O objetivo do Programa Arpa é proteger 60 milhões de hectares da Amazônia brasileira na forma de unidades de conservação de proteção integral e uso sustentável. Lançado em agosto de 2002, o programa foi desenhado para ser executado em três fases e tem sua conclusão prevista para 2016. A cada fase correspondem conjuntos de metas para criação e consolidação de áreas protegidas, e para capitalização do Fundo de Áreas Protegidas (FAP) - fundo fiduciário gerido pelo Funbio cujos rendimentos serão empregados na manutenção das UCs.
A Fase 1 (2002 – 2008), cuja execução total dos recursos alocados se dará em dezembro de 2009, pode ser considerada um grande sucesso. Seus principais resultados foram:
- 22 milhões de hectares de florestas transformados em novas UCs;
- 32 milhões de hectares protegidos;
- 61 áreas protegidas federais e estaduais apoidas, sendo 31 UCs de proteção integral e 30 UCs de uso sustentável;
- 20 estudos para criação de novas áreas protegidas em andamento;
- Fundo da Áreas Protegidas (FAP) capitalizado em cerca de R$ 75 milhões.
Na Fase 2 (2010 a 2013), o Programa ARPA pretende:
- Apoiar a criação de 20 milhões de hectares de novas UCs de proteção integral e de uso sustentável.
- Consolidar 27,5 milhões de hectares de UCs já criadas.
- Capitalizar o Fundo de Áreas Protegidas (FAP) com um montante de 140 milhões de dólares.
Na Fase 3 do Programa, previsto para terminar em 2016, as metas serão voltadas para a consolidação efetiva das áreas criadas e estabelecidas nas fases anteriores e na transição do uso dos recursos de doação para os recursos provenientes do FAP e dos mecanismos financeiros desenvolvidos pelo próprio Arpa. A meta final de capitalização do FAP ao final do programa é de US$ 240 milhões.
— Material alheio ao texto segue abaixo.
//! Bring-up events: types and broadcast bus.
//!
//! This module groups the event **data model** and the **bus** used to
//! publish/subscribe to events emitted while an agent is brought up and torn down.
//!
//! ## Contents
//! - [`EventKind`], [`Event`] event classification and payload metadata
//! - [`Bus`] thin wrapper over `tokio::sync::broadcast`
//!
//! ## Quick reference
//! - **Publishers**: `Supervisor::bring_up`, the process guard, `SubscriberSet` workers.
//! - **Consumers**: the supervisor's listener (fans out to `SubscriberSet`), tests.

mod bus;
mod event;

pub use bus::Bus;
pub use event::{Event, EventKind};
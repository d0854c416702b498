//! # Exponential backoff with an overall deadline.
//!
//! [`BackoffPolicy`] describes the retry schedule, [`Backoff`] is one run of it.
//! A run hands out attempt slots:
//! - slot 1 is yielded immediately, without sleeping;
//! - every later slot is preceded by a sleep of the current delay, after which the
//!   delay is multiplied by [`BackoffPolicy::factor`] and clamped to [`BackoffPolicy::max_delay`];
//! - before sleeping for a slot, the run checks whether more than [`BackoffPolicy::max_time`]
//!   has passed since slot 1 and, if so, ends with [`BackoffTimeout`].
//!
//! The deadline is checked before the sleep, not after it. A run can therefore
//! overshoot `max_time` by up to one full delay before it reports the timeout.
//!
//! ```text
//!  next() ──► Initial ──► capture start, yield slot 1
//!  next() ──► Waiting ──► elapsed > max_time ? ──yes──► Exhausted ──► Err(BackoffTimeout)
//!                                  │no
//!                                  ▼
//!                     sleep(current_delay) ─► grow delay ─► yield slot n
//! ```
//!
//! # Example
//! ```rust
//! use std::time::Duration;
//! use nix_remote::{BackoffPolicy, JitterPolicy};
//!
//! let policy = BackoffPolicy {
//!     initial_delay: Duration::from_millis(100),
//!     max_delay: Duration::from_millis(300),
//!     max_time: Duration::from_secs(10),
//!     factor: 2.0,
//!     jitter: JitterPolicy::None,
//! };
//!
//! let delays: Vec<_> = policy.delays().take(4).collect();
//! assert_eq!(delays, [
//!     Duration::from_millis(100),
//!     Duration::from_millis(200),
//!     Duration::from_millis(300),
//!     Duration::from_millis(300),
//! ]);
//! ```

use std::time::Duration;

use tokio::time::{self, Instant};

use crate::error::{BackoffTimeout, PolicyError};
use crate::policies::jitter::JitterPolicy;

/// Retry schedule for a caller-driven retry loop.
#[derive(Clone, Copy, Debug, PartialEq)]
pub struct BackoffPolicy {
    /// Delay before the second attempt.
    pub initial_delay: Duration,
    /// Ceiling any single delay may grow to.
    pub max_delay: Duration,
    /// Total budget, measured from the first attempt.
    pub max_time: Duration,
    /// Multiplier applied to the delay after every attempt (`> 1.0`).
    pub factor: f64,
    /// Randomization applied to each sleep. Never feeds back into the delay.
    pub jitter: JitterPolicy,
}

impl Default for BackoffPolicy {
    /// Returns the bring-up tuning:
    /// - `initial_delay = 100ms`;
    /// - `max_delay = 5s`;
    /// - `max_time = 60s`;
    /// - `factor = 1.2`.
    fn default() -> Self {
        Self {
            initial_delay: Duration::from_millis(100),
            max_delay: Duration::from_secs(5),
            max_time: Duration::from_secs(60),
            factor: 1.2,
            jitter: JitterPolicy::None,
        }
    }
}

impl BackoffPolicy {
    /// Checks `initial_delay > 0`, `factor > 1.0` and `max_delay >= initial_delay`.
    pub fn validate(&self) -> Result<(), PolicyError> {
        if self.initial_delay.is_zero() {
            return Err(PolicyError::ZeroInitialDelay);
        }
        if !(self.factor > 1.0) {
            return Err(PolicyError::FactorTooSmall {
                factor: self.factor,
            });
        }
        if self.max_delay < self.initial_delay {
            return Err(PolicyError::MaxBelowInitial {
                initial_delay: self.initial_delay,
                max_delay: self.max_delay,
            });
        }
        Ok(())
    }

    /// Starts a new retry sequence. The clock starts on the first [`Backoff::next`].
    pub fn begin(&self) -> Backoff {
        Backoff {
            policy: *self,
            current_delay: self.initial_delay.min(self.max_delay),
            attempt: 0,
            state: State::Initial,
        }
    }

    /// The un-jittered delays a run sleeps for, in order, without sleeping.
    pub fn delays(&self) -> Delays {
        Delays {
            policy: *self,
            current: self.initial_delay.min(self.max_delay),
        }
    }

    /// Grows `delay` by one round: `delay × factor`, clamped to `max_delay`.
    fn grow(&self, delay: Duration) -> Duration {
        let secs = delay.as_secs_f64() * self.factor;
        if !secs.is_finite() || secs < 0.0 || secs > self.max_delay.as_secs_f64() {
            self.max_delay
        } else {
            Duration::from_secs_f64(secs)
        }
    }
}

/// Infinite iterator over the base delays of a policy.
#[derive(Clone, Debug)]
pub struct Delays {
    policy: BackoffPolicy,
    current: Duration,
}

impl Iterator for Delays {
    type Item = Duration;

    fn next(&mut self) -> Option<Duration> {
        let delay = self.current;
        self.current = self.policy.grow(delay);
        Some(delay)
    }
}

/// One attempt slot handed out by [`Backoff::next`].
#[derive(Clone, Copy, Debug, PartialEq, Eq)]
pub struct Attempt {
    /// 1-based attempt number.
    pub number: u32,
    /// Time since the first attempt.
    pub elapsed: Duration,
}

#[derive(Clone, Copy, Debug)]
enum State {
    Initial,
    Waiting { start: Instant },
    Exhausted,
}

/// A single run of a [`BackoffPolicy`].
///
/// Holds no resources: dropping it mid-sequence needs no cleanup.
#[derive(Debug)]
pub struct Backoff {
    policy: BackoffPolicy,
    current_delay: Duration,
    attempt: u32,
    state: State,
}

impl Backoff {
    /// Waits for and returns the next attempt slot.
    ///
    /// Returns [`BackoffTimeout`] once the deadline has passed; every call after
    /// that returns the same error.
    ///
    /// Cancel-safe: dropping the future during its sleep leaves the run as it was.
    pub async fn next(&mut self) -> Result<Attempt, BackoffTimeout> {
        match self.state {
            State::Initial => {
                self.state = State::Waiting {
                    start: Instant::now(),
                };
                self.attempt = 1;
                Ok(Attempt {
                    number: 1,
                    elapsed: Duration::ZERO,
                })
            }
            State::Waiting { start } => {
                if start.elapsed() > self.policy.max_time {
                    self.state = State::Exhausted;
                    return Err(self.timeout());
                }

                let delay = self.current_delay;
                time::sleep(self.policy.jitter.apply(delay)).await;

                self.current_delay = self.policy.grow(delay);
                self.attempt += 1;
                Ok(Attempt {
                    number: self.attempt,
                    elapsed: start.elapsed(),
                })
            }
            State::Exhausted => Err(self.timeout()),
        }
    }

    /// The delay that precedes the next slot.
    #[inline]
    pub fn current_delay(&self) -> Duration {
        self.current_delay
    }

    /// Number of slots handed out so far.
    #[inline]
    pub fn attempts(&self) -> u32 {
        self.attempt
    }

    /// The policy this run follows.
    #[inline]
    pub fn policy(&self) -> &BackoffPolicy {
        &self.policy
    }

    fn timeout(&self) -> BackoffTimeout {
        BackoffTimeout {
            max_time: self.policy.max_time,
        }
    }
}

#[cfg(test)]
mod tests {
    use super::*;

    fn policy(initial_ms: u64, max_ms: u64, max_time_ms: u64, factor: f64) -> BackoffPolicy {
        BackoffPolicy {
            initial_delay: Duration::from_millis(initial_ms),
            max_delay: Duration::from_millis(max_ms),
            max_time: Duration::from_millis(max_time_ms),
            factor,
            jitter: JitterPolicy::None,
        }
    }

    #[test]
    fn test_default_tuning() {
        let p = BackoffPolicy::default();
        assert_eq!(p.initial_delay, Duration::from_millis(100));
        assert_eq!(p.max_delay, Duration::from_secs(5));
        assert_eq!(p.max_time, Duration::from_secs(60));
        assert_eq!(p.factor, 1.2);
        assert!(p.validate().is_ok());
    }

    #[test]
    fn test_validate_rejects_bad_policies() {
        assert_eq!(
            policy(0, 100, 1000, 2.0).validate(),
            Err(PolicyError::ZeroInitialDelay)
        );
        assert_eq!(
            policy(10, 100, 1000, 1.0).validate(),
            Err(PolicyError::FactorTooSmall { factor: 1.0 })
        );
        assert!(matches!(
            policy(10, 100, 1000, f64::NAN).validate(),
            Err(PolicyError::FactorTooSmall { .. })
        ));
        assert!(matches!(
            policy(100, 10, 1000, 2.0).validate(),
            Err(PolicyError::MaxBelowInitial { .. })
        ));
    }

    #[test]
    fn test_delays_non_decreasing_and_capped() {
        for initial in [1, 10, 50, 100, 999] {
            for max in [initial, initial * 3, 5_000] {
                for factor in [1.01, 1.2, 2.0, 10.0, 1e6] {
                    let p = policy(initial, max, 60_000, factor);
                    let delays: Vec<_> = p.delays().take(2_000).collect();

                    assert_eq!(delays[0], Duration::from_millis(initial));
                    for pair in delays.windows(2) {
                        assert!(pair[0] <= pair[1], "{p:?}: {pair:?} decreased");
                    }
                    for d in &delays {
                        assert!(*d <= p.max_delay, "{p:?}: {d:?} above cap");
                    }
                    assert_eq!(*delays.last().unwrap(), p.max_delay);
                }
            }
        }
    }

    #[test]
    fn test_delays_grow_by_factor() {
        let p = policy(100, 10_000, 60_000, 2.0);
        let delays: Vec<_> = p.delays().take(4).collect();
        assert_eq!(
            delays,
            [
                Duration::from_millis(100),
                Duration::from_millis(200),
                Duration::from_millis(400),
                Duration::from_millis(800),
            ]
        );
    }

    #[tokio::test(start_paused = true)]
    async fn test_first_slot_is_immediate() {
        let mut run = policy(100, 1_000, 10_000, 2.0).begin();
        let before = Instant::now();

        let slot = run.next().await.unwrap();
        assert_eq!(slot.number, 1);
        assert_eq!(slot.elapsed, Duration::ZERO);
        assert_eq!(before.elapsed(), Duration::ZERO);
    }

    #[tokio::test(start_paused = true)]
    async fn test_later_slots_sleep_current_delay() {
        let mut run = policy(100, 10_000, 60_000, 2.0).begin();
        let start = Instant::now();

        run.next().await.unwrap();
        assert_eq!(run.current_delay(), Duration::from_millis(100));

        let second = run.next().await.unwrap();
        assert_eq!(second.number, 2);
        assert_eq!(start.elapsed(), Duration::from_millis(100));
        assert_eq!(run.current_delay(), Duration::from_millis(200));

        let third = run.next().await.unwrap();
        assert_eq!(third.number, 3);
        assert_eq!(third.elapsed, Duration::from_millis(300));
        assert_eq!(run.attempts(), 3);
    }

    #[tokio::test(start_paused = true)]
    async fn test_zero_max_time_never_fails_first_slot() {
        let mut run = policy(10, 100, 0, 2.0).begin();

        assert!(run.next().await.is_ok());
        // No time has passed yet, so the deadline is not exceeded.
        assert!(run.next().await.is_ok());
        assert_eq!(
            run.next().await,
            Err(BackoffTimeout {
                max_time: Duration::ZERO
            })
        );
    }

    #[tokio::test(start_paused = true)]
    async fn test_timeout_checked_before_sleep() {
        // Slots at 0, 50, 110, 182 and 268.4ms; the check at 268.4ms fails.
        let p = policy(50, 5_000, 200, 1.2);
        let mut run = p.begin();
        let start = Instant::now();

        let mut slots = 0;
        let err = loop {
            match run.next().await {
                Ok(_) => slots += 1,
                Err(e) => break e,
            }
        };

        assert_eq!(slots, 5);
        assert_eq!(err.max_time, p.max_time);
        let elapsed = start.elapsed();
        assert!(elapsed > p.max_time);
        assert!(elapsed <= p.max_time + run.current_delay());
    }

    #[tokio::test(start_paused = true)]
    async fn test_exhausted_stays_exhausted() {
        let mut run = policy(10, 10, 5, 2.0).begin();
        while run.next().await.is_ok() {}

        let before = Instant::now();
        assert!(run.next().await.is_err());
        assert!(run.next().await.is_err());
        assert_eq!(before.elapsed(), Duration::ZERO);
    }

    #[tokio::test(start_paused = true)]
    async fn test_runs_are_independent() {
        let p = policy(100, 1_000, 10_000, 2.0);
        let mut a = p.begin();
        let mut b = p.begin();

        a.next().await.unwrap();
        a.next().await.unwrap();
        b.next().await.unwrap();

        assert_eq!(a.current_delay(), Duration::from_millis(200));
        assert_eq!(b.current_delay(), Duration::from_millis(100));
    }
}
Para o cumprimento das metas estabelecidas, o Arpa foi estruturado em cinco componentes:
1 - Criação e implementação de novas UCs
Criar e implementar novas UCs de proteção integral e uso sustentável em áreas prioritárias para conservação da Amazônia. Envolve a preparação de estudos ambientais e socioeconômicos sobre a região onde se pretende criar a UC, levantamento da situação fundiária da área, consultas públicas, demarcação e sinalização da área, construção de infra-estrutura, capacitação de pessoal, elaboração de plano de manejo, ações de fiscalização, integração com o entorno e formação de conselho consultivo (para UC de proteção integral) ou deliberativo (para UC de uso sustentável).
2 - Consolidação de UCs de proteção integral existentes
Promover ações de consolidação da infra-estrutura de UCs de proteção integral federais existentes antes de 2002 que agora fazem parte do Arpa. Envolve levantamento da situação fundiária da área, demarcação e sinalização da área, construção de infra-estrutura, capacitação de pessoal, elaboração de plano de manejo, ações de fiscalização, integração com o entorno e formação de conselhos.
3 - Mecanismos Financeiros para Sustentabilidade de UCs
Estabelecer e capitalizar o Fundo de Áreas Protegidas (FAP) e desenvolver de estudos sobre mecanismos financeiros e instrumentos jurídicos que viabilizem a geração de recursos para as UCs. Resultados desses estudos devem subsidiar, na próxima Fase 2 do Arpa, o desenvolvimento de projetos piloto em unidades de conservação de proteção integral.
4 - Monitoramento e Avaliação da Biodiversidade em UCs
Estabelecer um sistema de monitoramento e avaliação ambiental, para as UCs e seu entorno, que auxilie a correta e eficiente gestão das unidades.
5 - Coordenação e Gerenciamento do Projeto
Apoiar a criação e operacionalização das duas instâncias administrativas do Arpa: Unidade de Coordenação do Programa (UCP) e Gerência do Arpa no Funbio.